SPAC Mania: Looking Back 18 Months Later

“[M]any SPACs are merging with companies that haven’t yet generated a profit, and many are still pre-revenue…. To differentiate, companies going through the de-SPAC merger process need to communicate a compelling investment thesis and put in place the go-forward IR and PR infrastructure and programs that are key to long-term success.”Paul Caminiti & Nicholas Leasure, February 23, 2021

What a difference a year makes! In the summer of 2021, Reevemark was busy helping clients go public via SPAC mergers and working to ensure that our clients could differentiate themselves from the crowd of fledgling companies hitting the public markets. This year, we are helping those clients hone their investment theses, manage communications in a challenging economic environment, and fulfill their obligations as newly public companies.

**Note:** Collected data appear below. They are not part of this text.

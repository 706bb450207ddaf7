//! Element controls backed by injected JavaScript plus CDP input dispatch.
//!
//! A control is identified by (rendering context, locator, match index) and
//! re-resolved on every operation, so handles stay valid across re-renders.
//! Reads and scripted mutation go through `Runtime.evaluate`; clicks and
//! typing go through the `Input` domain so the page sees real events.

use async_trait::async_trait;
use chromiumoxide::cdp::browser_protocol::input::{
    DispatchKeyEventParams, DispatchKeyEventType, DispatchMouseEventParams,
    DispatchMouseEventType, MouseButton,
};
use chromiumoxide::page::Page;
use serde::de::DeserializeOwned;
use serde::Deserialize;

use crate::error::{DriverError, Result};
use crate::locator::Locator;
use crate::session::Control;

/// Quotes `s` as a JavaScript string literal.
pub(crate) fn js_string(s: &str) -> String {
    serde_json::Value::String(s.to_owned()).to_string()
}

/// Statements binding `host` (the iframe element or null) and `doc` (the
/// context's document). A missing or cross-origin iframe yields null.
fn context_prelude(frame: Option<usize>) -> String {
    match frame {
        None => "const host = null; const doc = document;".to_string(),
        Some(index) => format!(
            "const host = document.getElementsByTagName('iframe')[{}]; \
             if (!host || !host.contentDocument) return null; \
             const doc = host.contentDocument;",
            index
        ),
    }
}

/// Wraps `body` in an IIFE that resolves the target document (top-level, or
/// an iframe's content document) and runs `querySelectorAll` for the
/// locator. `body` sees `host`, `doc`, and `els`.
pub(crate) fn query_script(frame: Option<usize>, locator: &Locator, body: &str) -> String {
    format!(
        "(() => {{ {} const els = doc.querySelectorAll({}); {} }})()",
        context_prelude(frame),
        js_string(&locator.to_css()),
        body
    )
}

/// Script serializing the context's document.
pub(crate) fn document_script(frame: Option<usize>) -> String {
    format!(
        "(() => {{ {} return doc.documentElement ? doc.documentElement.outerHTML : ''; }})()",
        context_prelude(frame)
    )
}

/// Script returning how many elements the locator matches in the context.
pub(crate) fn count_script(frame: Option<usize>, locator: &Locator) -> String {
    query_script(frame, locator, "return els.length;")
}

#[derive(Deserialize)]
struct JsPoint {
    x: f64,
    y: f64,
}

#[derive(Deserialize)]
struct ValueProbe {
    v: Option<String>,
}

pub struct ChromeControl {
    page: Page,
    frame: Option<usize>,
    locator: Locator,
    index: usize,
}

impl ChromeControl {
    pub(crate) fn new(page: Page, frame: Option<usize>, locator: Locator, index: usize) -> Self {
        Self {
            page,
            frame,
            locator,
            index,
        }
    }

    fn stale(&self) -> DriverError {
        DriverError::ElementNotFound(format!("{} (match {})", self.locator, self.index))
    }

    /// Runs `body` with `el` bound to this control's element. Null results
    /// mean the element (or its context) is gone.
    async fn eval<T: DeserializeOwned>(&self, body: &str) -> Result<T> {
        let script = query_script(
            self.frame,
            &self.locator,
            &format!(
                "if (els.length <= {idx}) return null; const el = els[{idx}]; {body}",
                idx = self.index,
                body = body
            ),
        );
        let result = self.page.evaluate(script).await?;
        result
            .into_value()
            .map_err(|e| DriverError::Other(format!("Failed to deserialize result: {}", e)))
    }

    /// Viewport coordinates of the element's center, offset by the hosting
    /// iframe's position when the control lives in a nested context.
    async fn center(&self) -> Result<(f64, f64)> {
        let body = "const r = el.getBoundingClientRect(); \
                    let x = r.x + r.width / 2; let y = r.y + r.height / 2; \
                    if (host) { const hr = host.getBoundingClientRect(); x += hr.x; y += hr.y; } \
                    return { x: x, y: y };";
        let point: Option<JsPoint> = self.eval(body).await?;
        let point = point.ok_or_else(|| self.stale())?;
        Ok((point.x, point.y))
    }

    async fn dispatch_mouse(
        &self,
        kind: DispatchMouseEventType,
        x: f64,
        y: f64,
        click_count: Option<i64>,
    ) -> Result<()> {
        let mut builder = DispatchMouseEventParams::builder().r#type(kind).x(x).y(y);
        if let Some(count) = click_count {
            builder = builder.button(MouseButton::Left).click_count(count);
        }
        let params = builder.build().map_err(DriverError::Other)?;
        self.page.execute(params).await?;
        Ok(())
    }

    async fn click_at(&self, x: f64, y: f64) -> Result<()> {
        self.dispatch_mouse(DispatchMouseEventType::MouseMoved, x, y, None)
            .await?;
        self.dispatch_mouse(DispatchMouseEventType::MousePressed, x, y, Some(1))
            .await?;
        self.dispatch_mouse(DispatchMouseEventType::MouseReleased, x, y, Some(1))
            .await?;
        Ok(())
    }

    /// Submits each character as its own key event.
    async fn type_chars(&self, text: &str) -> Result<()> {
        for ch in text.chars() {
            let params = DispatchKeyEventParams::builder()
                .r#type(DispatchKeyEventType::Char)
                .text(ch.to_string())
                .build()
                .map_err(DriverError::Other)?;
            self.page.execute(params).await?;
        }
        Ok(())
    }

    async fn focus(&self) -> Result<()> {
        let focused: Option<bool> = self.eval("el.focus(); return true;").await?;
        focused.map(|_| ()).ok_or_else(|| self.stale())
    }
}

#[async_trait]
impl Control for ChromeControl {
    async fn click(&self) -> Result<()> {
        let (x, y) = self.center().await?;
        self.click_at(x, y).await
    }

    async fn clear(&self) -> Result<()> {
        let body = "if ('value' in el) { el.value = ''; \
                    el.dispatchEvent(new Event('input', { bubbles: true })); } \
                    else { el.textContent = ''; } return true;";
        let cleared: Option<bool> = self.eval(body).await?;
        cleared.map(|_| ()).ok_or_else(|| self.stale())
    }

    async fn send_text(&self, text: &str) -> Result<()> {
        self.focus().await?;
        self.type_chars(text).await
    }

    async fn pointer_click_and_type(&self, text: &str) -> Result<()> {
        let (x, y) = self.center().await?;
        self.click_at(x, y).await?;
        self.type_chars(text).await
    }

    async fn set_value_scripted(&self, text: &str) -> Result<()> {
        let body = format!(
            "if (!('value' in el)) return 'no-value'; el.value = {}; \
             el.dispatchEvent(new Event('input', {{ bubbles: true }})); return 'ok';",
            js_string(text)
        );
        let outcome: Option<String> = self.eval(&body).await?;
        match outcome.as_deref() {
            Some("ok") => Ok(()),
            Some(_) => Err(DriverError::Other(format!(
                "{} has no value property to set",
                self.locator
            ))),
            None => Err(self.stale()),
        }
    }

    async fn read_value(&self) -> Result<Option<String>> {
        let body = "if (!('value' in el)) return { v: null }; return { v: String(el.value) };";
        let probe: Option<ValueProbe> = self.eval(body).await?;
        probe.map(|p| p.v).ok_or_else(|| self.stale())
    }

    async fn read_display_text(&self) -> Result<String> {
        let body = "return el.innerText || el.textContent || '';";
        let text: Option<String> = self.eval(body).await?;
        text.ok_or_else(|| self.stale())
    }
}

But the data show just how precipitously the SPAC market has fallen off. Year to date, there have been 74 SPAC IPOs, compared to 613 SPAC IPOs in 2021; and average IPO size has plummeted from a peak of $336.2 million in 2020 to $167.9 million in 2022.[1] It seems that the “mania” has come to an end.

It doesn’t help that many companies that went public via SPAC merger have struggled to perform in the current economic environment. Of 288 companies tracked by one data source, only 40 are currently trading above the typical SPAC offer price of $10[2], and many de-SPAC’ed companies are trading well below that price. In fact, a SPAC focused ETF (SPAK), which was launched in September 2020, has seen a return of approximately -44% since inception and a return of approximately -34% year-to-date.[3]

Looking Ahead

Looking back on Reevemark’s prior post on this topic, our market analysis and advice to newly public companies has aged well. We continue to believe that having the right strategic communications approach to investor and public relations will be a differentiating factor in the ongoing competition for capital. But as we look ahead, there are some contingencies for which newly public companies should prepare.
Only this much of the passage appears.